A single number is wanted: how many lines of the records below contain the word "BTreeMap".

(Stored data)

· · ·

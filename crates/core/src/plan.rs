//! Action planning
//!
//! Turns a record snapshot into the ordered list of migrations an apply or
//! rollback has to execute. Planning is pure; execution lives in the
//! migrator service.

use std::collections::BTreeMap;

use serde::{Deserialize, Serialize};

use crate::definitions::{Direction, MigrationId, MigrationRecord};
use crate::error::MigratorResult;
use crate::graph::DependencyGraph;

/// Ordered list of migrations to execute in one direction.
///
/// Apply plans list dependencies before their dependents and contain only
/// inactive migrations; rollback plans list dependents before the target
/// and contain only active ones.
#[derive(Debug, Clone, PartialEq, Eq, Serialize, Deserialize)]
pub struct ActionPlan {
    /// Direction the plan executes in
    pub direction: Direction,
    /// Migration ids in execution order
    pub migrations: Vec<MigrationId>,
}

impl ActionPlan {
    pub fn is_empty(&self) -> bool {
        self.migrations.is_empty()
    }

    pub fn len(&self) -> usize {
        self.migrations.len()
    }

    /// One-line human-readable summary
    pub fn describe(&self) -> String {
        let verb = match self.direction {
            Direction::Up => "apply",
            Direction::Down => "roll back",
        };
        if self.migrations.is_empty() {
            return format!("nothing to {}", verb);
        }
        let order = self
            .migrations
            .iter()
            .map(|id| id.to_string())
            .collect::<Vec<_>>()
            .join(" -> ");
        format!("{} {} migration(s): {}", verb, self.migrations.len(), order)
    }
}

/// Snapshot of all stored migration records, keyed by id.
///
/// Everything planning needs is computed from this snapshot; no store
/// access happens after it is taken.
#[derive(Debug, Clone, Default)]
pub struct MigrationSet {
    records: BTreeMap<MigrationId, MigrationRecord>,
}

impl MigrationSet {
    pub fn new(records: Vec<MigrationRecord>) -> Self {
        let records = records.into_iter().map(|r| (r.id, r)).collect();
        Self { records }
    }

    /// Build the forward dependency graph over the snapshot
    pub fn graph(&self) -> MigratorResult<DependencyGraph> {
        let records: Vec<MigrationRecord> = self.records.values().cloned().collect();
        DependencyGraph::build(&records)
    }

    /// Plan the apply of `target`: every inactive migration it transitively
    /// depends on, dependencies first, target last.
    pub fn plan_apply(&self, target: MigrationId) -> MigratorResult<ActionPlan> {
        let graph = self.graph()?;
        let sub = graph.subgraph(target)?;
        let mut order = sub.topological_sort()?;
        order.reverse();

        let migrations: Vec<MigrationId> = order
            .into_iter()
            .filter(|id| sub.node(*id).map_or(false, |node| !node.is_active))
            .collect();

        tracing::debug!(
            "Planned apply of {}: {} of {} reachable migrations pending",
            target,
            migrations.len(),
            sub.len()
        );
        Ok(ActionPlan {
            direction: Direction::Up,
            migrations,
        })
    }

    /// Plan the rollback of `target`: every active migration that
    /// transitively depends on it, dependents first, target last.
    pub fn plan_rollback(&self, target: MigrationId) -> MigratorResult<ActionPlan> {
        let graph = self.graph()?.reversed();
        let sub = graph.subgraph(target)?;
        let mut order = sub.topological_sort()?;
        order.reverse();

        let migrations: Vec<MigrationId> = order
            .into_iter()
            .filter(|id| sub.node(*id).map_or(false, |node| node.is_active))
            .collect();

        tracing::debug!(
            "Planned rollback of {}: {} of {} dependent migrations active",
            target,
            migrations.len(),
            sub.len()
        );
        Ok(ActionPlan {
            direction: Direction::Down,
            migrations,
        })
    }

    /// Look up a record by id
    pub fn get(&self, id: MigrationId) -> Option<&MigrationRecord> {
        self.records.get(&id)
    }

    /// All records, ascending by id
    pub fn records(&self) -> impl Iterator<Item = &MigrationRecord> {
        self.records.values()
    }

    pub fn len(&self) -> usize {
        self.records.len()
    }

    pub fn is_empty(&self) -> bool {
        self.records.is_empty()
    }
}

#[cfg(test)]
mod tests {
    use super::*;
    use crate::error::MigratorError;
    use chrono::Utc;

    fn record(id: MigrationId, dependencies: &[MigrationId], is_active: bool) -> MigrationRecord {
        MigrationRecord {
            id,
            up_script: format!("CREATE TABLE t{} (id BIGINT);", id),
            down_script: format!("DROP TABLE t{};", id),
            comment: format!("migration {}", id),
            dependencies: if dependencies.is_empty() {
                None
            } else {
                Some(dependencies.iter().copied().collect())
            },
            created_at: Utc::now(),
            is_active,
        }
    }

    fn chain(active: [bool; 3]) -> MigrationSet {
        MigrationSet::new(vec![
            record(1, &[], active[0]),
            record(2, &[1], active[1]),
            record(3, &[2], active[2]),
        ])
    }

    #[test]
    fn apply_orders_chain_dependencies_first() {
        let plan = chain([false, false, false]).plan_apply(3).unwrap();
        assert_eq!(plan.direction, Direction::Up);
        assert_eq!(plan.migrations, vec![1, 2, 3]);
    }

    #[test]
    fn apply_skips_already_active_dependencies() {
        let plan = chain([true, false, false]).plan_apply(3).unwrap();
        assert_eq!(plan.migrations, vec![2, 3]);
    }

    #[test]
    fn apply_of_fully_active_chain_is_empty() {
        let plan = chain([true, true, true]).plan_apply(3).unwrap();
        assert!(plan.is_empty());
    }

    #[test]
    fn apply_retains_only_inactive_migrations() {
        let set = MigrationSet::new(vec![
            record(1, &[], true),
            record(2, &[1], false),
            record(3, &[1], true),
            record(4, &[2, 3], false),
        ]);
        let plan = set.plan_apply(4).unwrap();
        assert_eq!(plan.migrations, vec![2, 4]);
    }

    #[test]
    fn apply_breaks_branch_ties_toward_smaller_ids() {
        let set = MigrationSet::new(vec![
            record(1, &[], false),
            record(2, &[], false),
            record(3, &[1, 2], false),
        ]);
        let plan = set.plan_apply(3).unwrap();
        assert_eq!(plan.migrations, vec![1, 2, 3]);
    }

    #[test]
    fn rollback_orders_dependents_first() {
        let plan = chain([true, true, true]).plan_rollback(1).unwrap();
        assert_eq!(plan.direction, Direction::Down);
        assert_eq!(plan.migrations, vec![3, 2, 1]);
    }

    #[test]
    fn rollback_retains_only_active_migrations() {
        let plan = chain([true, true, false]).plan_rollback(1).unwrap();
        assert_eq!(plan.migrations, vec![2, 1]);
    }

    #[test]
    fn rollback_of_inactive_set_is_empty() {
        let plan = chain([false, false, false]).plan_rollback(1).unwrap();
        assert!(plan.is_empty());
    }

    #[test]
    fn rollback_ignores_unrelated_migrations() {
        let set = MigrationSet::new(vec![
            record(1, &[], true),
            record(2, &[1], true),
            record(3, &[], true),
        ]);
        let plan = set.plan_rollback(1).unwrap();
        assert_eq!(plan.migrations, vec![2, 1]);
    }

    #[test]
    fn planning_unknown_target_fails() {
        let err = chain([false, false, false]).plan_apply(9).unwrap_err();
        assert!(matches!(err, MigratorError::UnknownMigration { id: 9 }));
    }

    #[test]
    fn dangling_dependency_fails_before_traversal() {
        let set = MigrationSet::new(vec![record(1, &[], false), record(2, &[5], false)]);
        // 1 is reachable without touching 2, but the integrity check runs
        // at build time
        let err = set.plan_apply(1).unwrap_err();
        assert!(matches!(
            err,
            MigratorError::MalformedDependency {
                migration: 2,
                dependency: 5
            }
        ));
    }

    #[test]
    fn describe_summarizes_plans() {
        let plan = chain([false, false, false]).plan_apply(3).unwrap();
        assert_eq!(plan.describe(), "apply 3 migration(s): 1 -> 2 -> 3");

        let empty = chain([true, true, true]).plan_apply(3).unwrap();
        assert_eq!(empty.describe(), "nothing to apply");
    }
}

· · ·

Written solution —
2